Un contexte européen historiquement favorable

Le taux de chômage de 5,9% enregistré par l'Union européenne en février 2026 marque une étape significative dans la reprise économique post-pandémie. Ce niveau, proche du plein-emploi technique, témoigne de la résilience des économies européennes et de l'efficacité des politiques de soutien mises en place depuis 2020. Les experts économiques considèrent qu'un taux inférieur à 6% caractérise une situation de quasi-plein-emploi, objectif longtemps poursuivi par les institutions européennes.

La France parmi les mauvais élèves européens

Malgré ce contexte favorable, la France se classe dans le groupe des cinq pays européens affichant les plus mauvaises performances en matière de lutte contre le chômage. Cette position décevante contraste avec les ambitions affichées par le gouvernement français et soulève des questions sur l'efficacité des réformes du marché du travail.
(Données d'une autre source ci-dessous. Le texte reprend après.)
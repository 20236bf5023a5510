//! Reconnecting transport for the daycare messaging client.
//!
//! [`Transport`] owns one duplex channel to the messaging server, reconnects
//! on abnormal closes with a fixed delay and cap, and fans inbound frames out
//! to subscribers keyed by [`daycare_chat::EventKind`]. [`Binding`] ties a
//! handler set to a scope.

mod binding;
mod connector;
mod error;
mod transport;

pub use binding::{Binding, Handlers};
pub use connector::{Channel, Connector, WsConnector};
pub use error::TransportError;
pub use transport::{ConnectHandler, ConnectionState, EventHandler, ReconnectPolicy, Transport};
Les données révèlent un décalage persistant entre les performances françaises et la moyenne européenne, malgré les investissements publics massifs dans les politiques d'emploi.

Pologne et Finlande aux extrêmes opposés

La Pologne illustre parfaitement la réussite possible en matière d'emploi, atteignant un niveau de quasi-plein-emploi qui fait référence en Europe. À l'inverse, la Finlande, traditionnellement bien classée, connaît des difficultés inattendues et rejoint le groupe des pays les moins performants. Cette redistribution des cartes européennes témoigne de la volatilité des marchés du travail et de l'impact des politiques nationales spécifiques. L'Espagne, l'Italie et la Grèce complètent généralement ce classement des pays à fort taux de chômage.
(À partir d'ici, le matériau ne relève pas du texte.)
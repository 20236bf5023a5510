//! Validation of files handed over by the file picker.
//!
//! The picker itself (and how the `url` is produced) lives outside this
//! crate; it only has to describe each file as a [`PickedFile`].

use uuid::Uuid;

use crate::error::AttachmentError;
use crate::model::{Attachment, AttachmentKind};

const DEFAULT_MAX_SIZE_MB: u64 = 10;

/// A file chosen by the user, as described by the picker.
#[derive(Debug, Clone, PartialEq, Eq)]
pub struct PickedFile {
    pub name: String,
    pub mime_type: String,
    pub size_bytes: u64,
    pub url: String,
}

/// Size and type limits for outgoing attachments.
///
/// Allowed type patterns are either MIME types (`application/pdf`), MIME
/// wildcards (`image/*`) or file extensions (`.docx`).
#[derive(Debug, Clone, PartialEq, Eq)]
pub struct AttachmentPolicy {
    pub max_size_mb: u64,
    pub allowed_types: Vec<String>,
}

impl Default for AttachmentPolicy {
    fn default() -> Self {
        Self {
            max_size_mb: DEFAULT_MAX_SIZE_MB,
            allowed_types: default_allowed_types(),
        }
    }
}

pub fn default_allowed_types() -> Vec<String> {
    ["image/*", "application/pdf", ".doc", ".docx"]
        .into_iter()
        .map(String::from)
        .collect()
}

impl AttachmentPolicy {
    fn max_bytes(&self) -> u64 {
        self.max_size_mb.saturating_mul(1024 * 1024)
    }

    pub fn check(&self, file: &PickedFile) -> Result<(), AttachmentError> {
        if file.size_bytes > self.max_bytes() {
            return Err(AttachmentError::TooLarge {
                name: file.name.clone(),
                max_mb: self.max_size_mb,
            });
        }
        if !self
            .allowed_types
            .iter()
            .any(|pattern| type_matches(pattern, file))
        {
            return Err(AttachmentError::UnsupportedType {
                name: file.name.clone(),
            });
        }
        Ok(())
    }

    /// Validate a whole batch. One bad file rejects the batch.
    pub fn accept(&self, files: Vec<PickedFile>) -> Result<Vec<Attachment>, AttachmentError> {
        for file in &files {
            self.check(file)?;
        }
        Ok(files.into_iter().map(Attachment::from).collect())
    }
}

fn type_matches(pattern: &str, file: &PickedFile) -> bool {
    if pattern.starts_with('.') {
        return file
            .name
            .to_ascii_lowercase()
            .ends_with(&pattern.to_ascii_lowercase());
    }
    let mime = file.mime_type.to_ascii_lowercase();
    let pattern = pattern.to_ascii_lowercase();
    match pattern.strip_suffix('*') {
        Some(prefix) => mime.starts_with(prefix),
        None => mime == pattern,
    }
}

impl From<PickedFile> for Attachment {
    fn from(file: PickedFile) -> Self {
        let kind = if file.mime_type.starts_with("image/") {
            AttachmentKind::Image
        } else {
            AttachmentKind::Document
        };
        Attachment {
            id: Uuid::new_v4().to_string(),
            kind,
            url: file.url,
            name: file.name,
        }
    }
}

#[cfg(test)]
mod tests {
    use super::*;

    fn file(name: &str, mime: &str, size_bytes: u64) -> PickedFile {
        PickedFile {
            name: name.into(),
            mime_type: mime.into(),
            size_bytes,
            url: format!("file:///tmp/{name}"),
        }
    }

    #[test]
    fn images_and_pdfs_pass() {
        let policy = AttachmentPolicy::default();
        assert!(policy.check(&file("nap.jpg", "image/jpeg", 2048)).is_ok());
        assert!(policy.check(&file("menu.pdf", "application/pdf", 2048)).is_ok());
    }

    #[test]
    fn extension_patterns_ignore_case_and_mime() {
        let policy = AttachmentPolicy::default();
        assert!(policy.check(&file("Form.DOCX", "", 10)).is_ok());
        assert!(policy.check(&file("notes.doc", "application/msword", 10)).is_ok());
    }

    #[test]
    fn rejects_other_types() {
        let policy = AttachmentPolicy::default();
        let err = policy
            .check(&file("run.sh", "application/x-sh", 10))
            .unwrap_err();
        assert_eq!(
            err,
            AttachmentError::UnsupportedType {
                name: "run.sh".into()
            }
        );
    }

    #[test]
    fn rejects_oversized_files() {
        let policy = AttachmentPolicy::default();
        let big = file("video.png", "image/png", 10 * 1024 * 1024 + 1);
        assert!(matches!(
            policy.check(&big),
            Err(AttachmentError::TooLarge { max_mb: 10, .. })
        ));
        let exact = file("edge.png", "image/png", 10 * 1024 * 1024);
        assert!(policy.check(&exact).is_ok());
    }

    #[test]
    fn batch_is_all_or_nothing() {
        let policy = AttachmentPolicy::default();
        let files = vec![
            file("a.png", "image/png", 1),
            file("b.exe", "application/octet-stream", 1),
        ];
        assert!(policy.accept(files).is_err());
    }

    #[test]
    fn kinds_follow_mime_type() {
        let policy = AttachmentPolicy::default();
        let atts = policy
            .accept(vec![
                file("a.png", "image/png", 1),
                file("b.pdf", "application/pdf", 1),
            ])
            .unwrap();
        assert_eq!(atts[0].kind, AttachmentKind::Image);
        assert_eq!(atts[1].kind, AttachmentKind::Document);
        assert_ne!(atts[0].id, atts[1].id);
        assert_eq!(atts[1].url, "file:///tmp/b.pdf");
    }
}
Des perspectives contrastées pour l'emploi européen

L'évolution du chômage européen dépendra largement de la capacité des pays les moins performants à rattraper leur retard. Pour la France, les défis restent importants : réformes structurelles du marché du travail, amélioration de la formation professionnelle et adaptation aux mutations économiques. Les prochains trimestres seront déterminants pour mesurer l'impact des politiques publiques et confirmer la tendance baissière observée au niveau continental.